What is certain is that when the conquistadors arrived in the Oruro region, the native population was dispersed among hundreds of small settlements.

Before the Incas arrived in what is now the territory of Oruro, the area was successively inhabited by several regional peoples, among whom the Uru people stood out.

After the disappearance of the Tiwanaku Empire, the Aymaras belonging to the Aymara kingdoms subjugated the Uru people. It is worth mentioning that one of the groups that settled near Oruro were the Soras.

=== Inca period ===
Years later, the Incas arrived in the territory and subjugated the different Aymara peoples of the region. The Inca dynasty governed Kollasuyo from Paria, where the Temple of the Sun, buildings, tambos (way stations), and imperial storehouses were built.

=== Viceroyal period ===
When the Spanish conquistadors arrived, they managed to integrate the Inca Empire into the Spanish monarchy. Long before the city of Oruro was founded, the Spaniards had already founded several cities in what is now Bolivian territory: Charcas (1540), Potosí (1545), La Paz (1548), Santa Cruz de la Sierra (1561), Cochabamba (1571), and Tarija (1574). One of the most outstanding characteristics of the viceroyal period was the founding of cities, which occurred for various reasons:

- Evangelization of Indigenous peoples in order, according to Catholic doctrine, to save their souls.
- Establishment of centers for agricultural exploitation of territory.
- Administration of large areas from a legal and political standpoint.
- Exploitation of mining resources.
- Commercial bases and communication links with the metropolis.
- Intermediate stations along commercial routes to supply transportation.
- Military objectives of defense and bridgeheads for deeper penetration into new lands.
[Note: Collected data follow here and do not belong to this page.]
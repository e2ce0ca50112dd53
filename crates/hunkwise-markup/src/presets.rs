//! Ready-made tag sets.
//!
//! Presets are plain [`RenderConfig`] values; turn one into a renderer with
//! `MarkupRenderer::from(presets::html())`, or tweak it first through
//! [`MarkupRenderer::to_builder`](crate::render::MarkupRenderer::to_builder).
use crate::tags::AddRemTags;
use crate::tags::MarkupTag;
use crate::tags::RenderConfig;

/// Pango/Tango `<span>` markup, as understood by GTK-style rich text labels.
pub fn tango() -> RenderConfig {
    RenderConfig {
        file: MarkupTag::default(),
        normal: MarkupTag::new(r#"<span weight="dim">"#, "</span>"),
        comment: MarkupTag::new(r#"<span style="italic" weight="dim">"#, "</span>"),
        line: AddRemTags {
            add: MarkupTag::new(
                r##"<span foreground="#ffffff" background="#007700">"##,
                "</span>",
            ),
            rem: MarkupTag::new(
                r##"<span foreground="#eeeeee" background="#770000">"##,
                "</span>",
            ),
        },
        text: AddRemTags {
            add: MarkupTag::new(r##"<span background="#004400" weight="bold">"##, "</span>"),
            rem: MarkupTag::new(
                r##"<span background="#440000" weight="dim" strikethrough="true">"##,
                "</span>",
            ),
        },
    }
}

/// An unstyled `<ul>` with one `<li>` per line, for browser display.
pub fn html() -> RenderConfig {
    RenderConfig {
        file: MarkupTag::new(
            "<ul style=\"list-style-type:none;margin:0;padding:0;\">\n",
            "</ul>",
        ),
        normal: MarkupTag::new(r#"<li style="opacity:0.77;">"#, "</li>"),
        comment: MarkupTag::new(r#"<li style="font-style:italic;opacity:0.77;">"#, "</li>"),
        line: AddRemTags {
            add: MarkupTag::new(
                r##"<li style="color:#ffffff;background-color:#007700;">"##,
                "</li>",
            ),
            rem: MarkupTag::new(
                r##"<li style="color:#eeeeee;background-color:#770000;">"##,
                "</li>",
            ),
        },
        text: AddRemTags {
            add: MarkupTag::new(
                r##"<span style="background-color:#004400;font-weight:bold;">"##,
                "</span>",
            ),
            rem: MarkupTag::new(
                r##"<span style="background-color:#440000;opacity:0.77;text-decoration:line-through;">"##,
                "</span>",
            ),
        },
    }
}

/// Square-bracket style tags (`[style]...[/]`) for terminal rich-text widgets.
pub fn bracket() -> RenderConfig {
    RenderConfig {
        file: MarkupTag::default(),
        normal: MarkupTag::new("[dim]", "[/]"),
        comment: MarkupTag::new("[italic dim]", "[/]"),
        line: AddRemTags {
            add: MarkupTag::new("[#ffffff on #007700]", "[/]"),
            rem: MarkupTag::new("[#eeeeee on #770000]", "[/]"),
        },
        text: AddRemTags {
            add: MarkupTag::new("[bold on #004400]", "[/]"),
            rem: MarkupTag::new("[dim strike on #440000]", "[/]"),
        },
    }
}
In 1535, the informal founding of Paria "La Nueva" or Spanish Paria began under the Extremaduran captain Juan de Saavedra, commander of an advance unit of Diego de Almagro's expeditionary army during its journey to Chile. Had it not been for urgent military needs related to the planned conquest of Cuzco, Paria could have become the first permanent nucleus in the territory that would later form the Audiencia of Charcas, the first town founded by the Spaniards.

Between 1535 and 1564, Spanish exploration of the territories of the province of Paria began in search of silver and gold mines.

In 1565, the wealthy captain Lorenzo de Aldana—whose name is associated with the legend of his "buried treasure"—was granted the encomienda of Paria. He rediscovered silver-bearing mines and exploited them.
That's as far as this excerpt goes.